Fish and veggies in Semey

After a good night’s sleep, it’s time for an early morning walk. As usual, I have done a little research on the area and I have a walking tour organised to take Anthony on, a mystery tour for him if you will. It is a 6km round trip walk to get us here:

‘Stronger than Death’ monument, Semey

This memorial to the victims of Semipalatinsk nuclear tests called “Stronger than Death” was unveiled on 29 August 2001, 20 years after Kazakhstan president Nursultan Nazarbayev signed a decree closing Semipalatinsk nuclear test site, known as Polygon, in August 29, 1991. Above the marble centrepiece of a mother covering her child billows a Polygon mushroom cloud etched into a 30m-high black tombstone. Crouched at the base of the 30m black nuclear cloud silhouette is a mother trying to shield her child. It is such a powerful, sombre, monument.

Semipalatinsk Test Site or simply “The Polygon” is an 18,000-square-kilometre area on the Kazakh Steppe where the Soviet Union conducted 456 nuclear tests from 1949 until 1989, a site selected due to its uninhabited status, despite the fact that 700,000 people lived there. The full impact on its inhabitants coming to light when the site was officially closed for testing in 1991. The site has been described as “One of the world’s 10 worst radiation hotspots”, Semipalatinsk’y and its neighboring villages suffering high rates of cancers and birth defects. In 2007 the Semipalatinsk City Council voted unanimously in favour of changing the name of the city to Semey as the existing name had negative associations with the atomic test-site.

In same year as this moving memorial was unveiled, the Parliament of Kazakhstan approved a constitutional amendment stating that the first president (Nazarbayev, who has been president since 1991) will have no limits on how many times he can run for office, but subsequent presidents will be held to a five-year term…

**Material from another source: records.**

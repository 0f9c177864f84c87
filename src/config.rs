use serde::Deserialize;
use std::collections::HashSet;
use std::path::Path;
use std::time::Duration;
use thiserror::Error;

pub const DEFAULT_CONFIG_PATH: &str = "config.toml";

#[derive(Debug, Error)]
pub enum ConfigError {
    #[error("failed to read config file: {0}")]
    Io(#[from] std::io::Error),
    #[error("failed to parse config: {0}")]
    Parse(#[from] toml::de::Error),
    #[error("no cameras configured")]
    NoCameras,
    #[error("duplicate camera id: {0}")]
    DuplicateCamera(String),
    #[error("invalid config value: {0}")]
    Invalid(String),
}

#[derive(Debug, Clone, Deserialize)]
pub struct CameraConfig {
    pub id: String,
    pub url: String,
    #[serde(default)]
    pub resize_width: Option<u32>,
}

fn default_http_port() -> u16 {
    8080
}

#[derive(Debug, Clone, Deserialize)]
pub struct HttpConfig {
    #[serde(default = "default_http_port")]
    pub port: u16,
}

impl Default for HttpConfig {
    fn default() -> Self {
        Self {
            port: default_http_port(),
        }
    }
}

fn default_reconnect_backoff() -> u64 {
    5
}

fn default_resize_width() -> u32 {
    800
}

fn default_read_timeout() -> u64 {
    5000
}

fn default_jpeg_quality() -> i32 {
    80
}

#[derive(Debug, Clone, Deserialize)]
pub struct CaptureConfig {
    #[serde(default = "default_reconnect_backoff")]
    pub reconnect_backoff_secs: u64,
    #[serde(default = "default_resize_width")]
    pub resize_width: u32,
    #[serde(default = "default_read_timeout")]
    pub read_timeout_ms: u64,
    #[serde(default = "default_jpeg_quality")]
    pub jpeg_quality: i32,
}

impl Default for CaptureConfig {
    fn default() -> Self {
        Self {
            reconnect_backoff_secs: default_reconnect_backoff(),
            resize_width: default_resize_width(),
            read_timeout_ms: default_read_timeout(),
            jpeg_quality: default_jpeg_quality(),
        }
    }
}

impl CaptureConfig {
    pub fn reconnect_backoff(&self) -> Duration {
        Duration::from_secs(self.reconnect_backoff_secs)
    }

    pub fn read_timeout(&self) -> Duration {
        Duration::from_millis(self.read_timeout_ms)
    }
}

fn default_model() -> String {
    "yolo26n.onnx".to_string()
}

fn default_confidence_threshold() -> f32 {
    0.5
}

fn default_watch_class() -> String {
    "person".to_string()
}

fn default_intra_threads() -> usize {
    4
}

#[derive(Debug, Clone, Deserialize)]
pub struct DetectionConfig {
    /// Local path or http(s) URL of an ONNX model.
    #[serde(default = "default_model")]
    pub model: String,
    #[serde(default = "default_confidence_threshold")]
    pub confidence_threshold: f32,
    #[serde(default = "default_watch_class")]
    pub watch_class: String,
    /// Empty means every class the model knows.
    #[serde(default)]
    pub classes: Vec<String>,
    #[serde(default = "default_intra_threads")]
    pub intra_threads: usize,
}

impl Default for DetectionConfig {
    fn default() -> Self {
        Self {
            model: default_model(),
            confidence_threshold: default_confidence_threshold(),
            watch_class: default_watch_class(),
            classes: Vec::new(),
            intra_threads: default_intra_threads(),
        }
    }
}

fn default_poll_interval() -> u64 {
    100
}

#[derive(Debug, Clone, Deserialize)]
pub struct StreamConfig {
    #[serde(default = "default_poll_interval")]
    pub poll_interval_ms: u64,
}

impl Default for StreamConfig {
    fn default() -> Self {
        Self {
            poll_interval_ms: default_poll_interval(),
        }
    }
}

impl StreamConfig {
    pub fn poll_interval(&self) -> Duration {
        Duration::from_millis(self.poll_interval_ms)
    }
}

fn default_cooldown() -> u64 {
    30
}

fn default_log_file() -> String {
    "notifications.log".to_string()
}

fn default_smtp_port() -> u16 {
    587
}

fn default_smtp_timeout() -> u64 {
    10
}

#[derive(Debug, Clone, Deserialize)]
pub struct EmailConfig {
    #[serde(default)]
    pub enabled: bool,
    #[serde(default)]
    pub smtp_host: String,
    #[serde(default = "default_smtp_port")]
    pub smtp_port: u16,
    #[serde(default)]
    pub username: Option<String>,
    #[serde(default)]
    pub password: Option<String>,
    #[serde(default)]
    pub from: String,
    #[serde(default)]
    pub to: String,
    #[serde(default = "default_smtp_timeout")]
    pub timeout_secs: u64,
}

impl Default for EmailConfig {
    fn default() -> Self {
        Self {
            enabled: false,
            smtp_host: String::new(),
            smtp_port: default_smtp_port(),
            username: None,
            password: None,
            from: String::new(),
            to: String::new(),
            timeout_secs: default_smtp_timeout(),
        }
    }
}

#[derive(Debug, Clone, Deserialize)]
pub struct NotificationConfig {
    #[serde(default = "default_cooldown")]
    pub cooldown_secs: u64,
    #[serde(default = "default_log_file")]
    pub log_file: String,
    #[serde(default)]
    pub email: EmailConfig,
}

impl EmailConfig {
    pub fn timeout(&self) -> Duration {
        Duration::from_secs(self.timeout_secs)
    }
}

impl Default for NotificationConfig {
    fn default() -> Self {
        Self {
            cooldown_secs: default_cooldown(),
            log_file: default_log_file(),
            email: EmailConfig::default(),
        }
    }
}

impl NotificationConfig {
    pub fn cooldown(&self) -> Duration {
        Duration::from_secs(self.cooldown_secs)
    }
}

#[derive(Debug, Clone, Deserialize)]
pub struct Config {
    #[serde(default)]
    pub http: HttpConfig,
    #[serde(default)]
    pub capture: CaptureConfig,
    #[serde(default)]
    pub detection: DetectionConfig,
    #[serde(default)]
    pub stream: StreamConfig,
    #[serde(default)]
    pub notifications: NotificationConfig,
    #[serde(default)]
    pub cameras: Vec<CameraConfig>,
}

impl Config {
    pub fn load() -> Result<Self, ConfigError> {
        Self::load_from(DEFAULT_CONFIG_PATH)
    }

    pub fn load_from<P: AsRef<Path>>(path: P) -> Result<Self, ConfigError> {
        let content = std::fs::read_to_string(path)?;
        Self::parse(&content)
    }

    pub fn parse(content: &str) -> Result<Self, ConfigError> {
        let config: Config = toml::from_str(content)?;
        config.validate()?;
        Ok(config)
    }

    fn validate(&self) -> Result<(), ConfigError> {
        if self.cameras.is_empty() {
            return Err(ConfigError::NoCameras);
        }

        let mut seen = HashSet::new();
        for camera in &self.cameras {
            if camera.id.trim().is_empty() {
                return Err(ConfigError::Invalid("camera id must not be empty".into()));
            }
            if !seen.insert(camera.id.as_str()) {
                return Err(ConfigError::DuplicateCamera(camera.id.clone()));
            }
            if let Some(width) = camera.resize_width {
                check_width(&format!("cameras.{}.resize_width", camera.id), width)?;
            }
        }

        check_width("capture.resize_width", self.capture.resize_width)?;
        check_positive("capture.reconnect_backoff_secs", self.capture.reconnect_backoff_secs)?;
        check_positive("capture.read_timeout_ms", self.capture.read_timeout_ms)?;
        check_positive("stream.poll_interval_ms", self.stream.poll_interval_ms)?;
        if !(0..=100).contains(&self.capture.jpeg_quality) {
            return Err(ConfigError::Invalid("capture.jpeg_quality must be 0-100".into()));
        }
        if !(0.0..=1.0).contains(&self.detection.confidence_threshold) {
            return Err(ConfigError::Invalid(
                "detection.confidence_threshold must be within [0, 1]".into(),
            ));
        }

        let email = &self.notifications.email;
        if email.enabled
            && (email.smtp_host.is_empty() || email.from.is_empty() || email.to.is_empty())
        {
            return Err(ConfigError::Invalid(
                "notifications.email requires smtp_host, from and to when enabled".into(),
            ));
        }
        if email.enabled {
            check_positive("notifications.email.timeout_secs", email.timeout_secs)?;
        }

        Ok(())
    }

    pub fn resize_width_for(&self, camera: &CameraConfig) -> u32 {
        camera.resize_width.unwrap_or(self.capture.resize_width)
    }
}

fn check_positive(name: &str, value: u64) -> Result<(), ConfigError> {
    if value == 0 {
        return Err(ConfigError::Invalid(format!("{name} must be positive")));
    }
    Ok(())
}

// widths end up as OpenCV `i32` sizes
fn check_width(name: &str, width: u32) -> Result<(), ConfigError> {
    if width == 0 || i32::try_from(width).is_err() {
        return Err(ConfigError::Invalid(format!("{name} must be within 1..={}", i32::MAX)));
    }
    Ok(())
}

#[cfg(test)]
mod tests {
    use super::*;

    #[test]
    fn minimal_config_uses_defaults() {
        let config = Config::parse(
            r#"
            [[cameras]]
            id = "front"
            url = "http://192.168.1.10:8080/video"
            "#,
        )
        .unwrap();

        assert_eq!(config.http.port, 8080);
        assert_eq!(config.capture.reconnect_backoff(), Duration::from_secs(5));
        assert_eq!(config.capture.resize_width, 800);
        assert_eq!(config.detection.confidence_threshold, 0.5);
        assert_eq!(config.detection.watch_class, "person");
        assert_eq!(config.stream.poll_interval(), Duration::from_millis(100));
        assert_eq!(config.notifications.cooldown(), Duration::from_secs(30));
        assert_eq!(config.notifications.log_file, "notifications.log");
        assert!(!config.notifications.email.enabled);
        assert_eq!(config.resize_width_for(&config.cameras[0]), 800);
    }

    #[test]
    fn camera_override_wins() {
        let config = Config::parse(
            r#"
            [capture]
            resize_width = 640

            [[cameras]]
            id = "a"
            url = "rtsp://a"

            [[cameras]]
            id = "b"
            url = "rtsp://b"
            resize_width = 1024
            "#,
        )
        .unwrap();

        assert_eq!(config.resize_width_for(&config.cameras[0]), 640);
        assert_eq!(config.resize_width_for(&config.cameras[1]), 1024);
    }

    #[test]
    fn rejects_empty_camera_list() {
        assert!(matches!(
            Config::parse("[http]\nport = 9000\n"),
            Err(ConfigError::NoCameras)
        ));
    }

    #[test]
    fn rejects_duplicate_ids() {
        let err = Config::parse(
            r#"
            [[cameras]]
            id = "a"
            url = "rtsp://a"

            [[cameras]]
            id = "a"
            url = "rtsp://b"
            "#,
        )
        .unwrap_err();

        assert!(matches!(err, ConfigError::DuplicateCamera(id) if id == "a"));
    }

    #[test]
    fn rejects_incomplete_email() {
        let err = Config::parse(
            r#"
            [notifications.email]
            enabled = true
            smtp_host = "smtp.example.com"

            [[cameras]]
            id = "a"
            url = "rtsp://a"
            "#,
        )
        .unwrap_err();

        assert!(matches!(err, ConfigError::Invalid(_)));
    }

    #[test]
    fn rejects_out_of_range_confidence() {
        let err = Config::parse(
            r#"
            [detection]
            confidence_threshold = 1.5

            [[cameras]]
            id = "a"
            url = "rtsp://a"
            "#,
        )
        .unwrap_err();

        assert!(matches!(err, ConfigError::Invalid(_)));
    }

    #[test]
    fn rejects_zero_intervals_and_oversized_widths() {
        let camera = "[[cameras]]\nid = \"a\"\nurl = \"rtsp://a\"\n";
        let cases = [
            "[stream]\npoll_interval_ms = 0\n".to_string(),
            "[capture]\nreconnect_backoff_secs = 0\n".to_string(),
            "[capture]\nread_timeout_ms = 0\n".to_string(),
            "[capture]\nresize_width = 3000000000\n".to_string(),
        ];

        for case in cases {
            let err = Config::parse(&format!("{case}{camera}")).unwrap_err();
            assert!(matches!(err, ConfigError::Invalid(_)), "accepted: {case}");
        }

        let err = Config::parse(
            "[[cameras]]\nid = \"a\"\nurl = \"rtsp://a\"\nresize_width = 4294967295\n",
        )
        .unwrap_err();
        assert!(matches!(err, ConfigError::Invalid(msg) if msg.contains("cameras.a.resize_width")));
    }
}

This is the extent of my planned tour today. Our minds are full, it does not seem necessary to visit more sights here today. We leave Semey just before lunch, with heavy hearts for the area… until I am stopped at traffic lights with this gorgeous man beside me, beaming, happy for us, happy for himself seeing us, giving me a thumbs up. So altruistic. I love the Kazakhs.

Friend Kazakh in Semey

To get from Semey to Ayogoz, we have 350kms to cover and it ends up taking us 7 hours. The scenery is relatively flat and boring, the road at times missing, but the ever changing sky keeps us entertained.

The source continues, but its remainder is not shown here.